▶ **What you will do**
Go over the data and keep only the lines that include "morphology".

.....

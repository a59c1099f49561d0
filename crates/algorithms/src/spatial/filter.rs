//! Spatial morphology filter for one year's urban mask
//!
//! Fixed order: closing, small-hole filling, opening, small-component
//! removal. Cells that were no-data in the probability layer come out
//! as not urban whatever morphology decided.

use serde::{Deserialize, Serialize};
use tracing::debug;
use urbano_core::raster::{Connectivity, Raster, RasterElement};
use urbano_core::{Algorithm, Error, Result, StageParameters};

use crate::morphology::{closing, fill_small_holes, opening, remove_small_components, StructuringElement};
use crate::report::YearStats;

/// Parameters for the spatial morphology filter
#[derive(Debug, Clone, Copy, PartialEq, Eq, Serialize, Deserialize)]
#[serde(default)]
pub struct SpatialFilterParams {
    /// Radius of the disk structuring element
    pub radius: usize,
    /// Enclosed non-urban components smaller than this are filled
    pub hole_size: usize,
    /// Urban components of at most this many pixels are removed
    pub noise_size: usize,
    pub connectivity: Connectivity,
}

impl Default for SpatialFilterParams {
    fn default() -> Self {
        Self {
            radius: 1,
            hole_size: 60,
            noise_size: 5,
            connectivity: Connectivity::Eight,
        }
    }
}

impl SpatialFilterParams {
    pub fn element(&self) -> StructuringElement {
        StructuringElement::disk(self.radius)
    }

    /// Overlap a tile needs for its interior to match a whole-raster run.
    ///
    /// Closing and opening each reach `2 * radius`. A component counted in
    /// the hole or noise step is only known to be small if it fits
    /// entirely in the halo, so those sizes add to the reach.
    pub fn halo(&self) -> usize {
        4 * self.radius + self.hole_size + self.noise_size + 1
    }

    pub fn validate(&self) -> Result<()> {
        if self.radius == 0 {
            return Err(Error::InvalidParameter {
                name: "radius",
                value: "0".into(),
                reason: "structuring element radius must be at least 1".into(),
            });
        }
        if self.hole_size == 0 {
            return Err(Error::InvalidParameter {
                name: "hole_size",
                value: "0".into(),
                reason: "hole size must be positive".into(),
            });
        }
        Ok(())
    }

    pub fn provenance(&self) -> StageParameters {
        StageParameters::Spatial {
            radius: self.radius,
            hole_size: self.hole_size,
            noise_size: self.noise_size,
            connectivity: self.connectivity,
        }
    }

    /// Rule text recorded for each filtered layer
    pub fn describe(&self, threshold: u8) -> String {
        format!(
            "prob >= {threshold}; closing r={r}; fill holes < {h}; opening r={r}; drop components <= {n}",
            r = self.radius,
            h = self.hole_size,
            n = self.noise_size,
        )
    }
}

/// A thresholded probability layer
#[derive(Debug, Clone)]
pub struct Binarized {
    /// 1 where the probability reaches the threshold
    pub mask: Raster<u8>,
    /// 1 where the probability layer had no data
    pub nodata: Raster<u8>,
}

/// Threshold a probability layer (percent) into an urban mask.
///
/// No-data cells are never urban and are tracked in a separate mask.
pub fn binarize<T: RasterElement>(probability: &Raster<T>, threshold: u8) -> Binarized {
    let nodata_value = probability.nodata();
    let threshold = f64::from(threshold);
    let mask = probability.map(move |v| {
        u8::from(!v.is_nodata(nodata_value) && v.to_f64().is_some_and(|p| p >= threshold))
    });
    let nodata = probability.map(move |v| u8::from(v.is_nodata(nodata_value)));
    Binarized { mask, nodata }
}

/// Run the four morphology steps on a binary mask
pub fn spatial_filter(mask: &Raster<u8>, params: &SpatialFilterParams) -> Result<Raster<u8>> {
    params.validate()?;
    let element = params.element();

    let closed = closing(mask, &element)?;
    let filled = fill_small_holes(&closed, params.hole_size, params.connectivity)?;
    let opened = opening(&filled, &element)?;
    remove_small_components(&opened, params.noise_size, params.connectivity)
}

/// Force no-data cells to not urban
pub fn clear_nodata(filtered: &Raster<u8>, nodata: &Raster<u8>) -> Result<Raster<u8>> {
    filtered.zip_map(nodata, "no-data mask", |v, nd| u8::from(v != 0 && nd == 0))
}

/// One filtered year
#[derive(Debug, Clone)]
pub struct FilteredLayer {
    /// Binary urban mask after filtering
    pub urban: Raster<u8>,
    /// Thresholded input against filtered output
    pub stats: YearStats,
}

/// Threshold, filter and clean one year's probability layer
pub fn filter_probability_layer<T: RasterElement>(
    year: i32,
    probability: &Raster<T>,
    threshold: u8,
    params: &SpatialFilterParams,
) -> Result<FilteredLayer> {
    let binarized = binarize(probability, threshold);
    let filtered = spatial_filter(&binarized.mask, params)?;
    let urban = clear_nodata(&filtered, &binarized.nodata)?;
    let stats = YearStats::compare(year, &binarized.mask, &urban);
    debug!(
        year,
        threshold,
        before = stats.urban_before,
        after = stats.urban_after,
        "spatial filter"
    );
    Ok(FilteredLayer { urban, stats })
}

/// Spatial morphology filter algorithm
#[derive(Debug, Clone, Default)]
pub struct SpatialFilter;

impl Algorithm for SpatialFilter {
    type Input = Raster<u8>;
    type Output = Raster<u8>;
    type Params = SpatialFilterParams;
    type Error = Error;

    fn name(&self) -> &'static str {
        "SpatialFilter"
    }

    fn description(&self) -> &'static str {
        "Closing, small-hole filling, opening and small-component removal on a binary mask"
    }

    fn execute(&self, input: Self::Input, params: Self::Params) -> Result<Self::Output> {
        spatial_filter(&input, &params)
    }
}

.....

▶ **Exercise response**
//! Spatial morphology filter for one year's urban mask
//! as not urban whatever morphology decided.
use crate::morphology::{closing, fill_small_holes, opening, remove_small_components, StructuringElement};
/// Parameters for the spatial morphology filter
/// Run the four morphology steps on a binary mask
/// Spatial morphology filter algorithm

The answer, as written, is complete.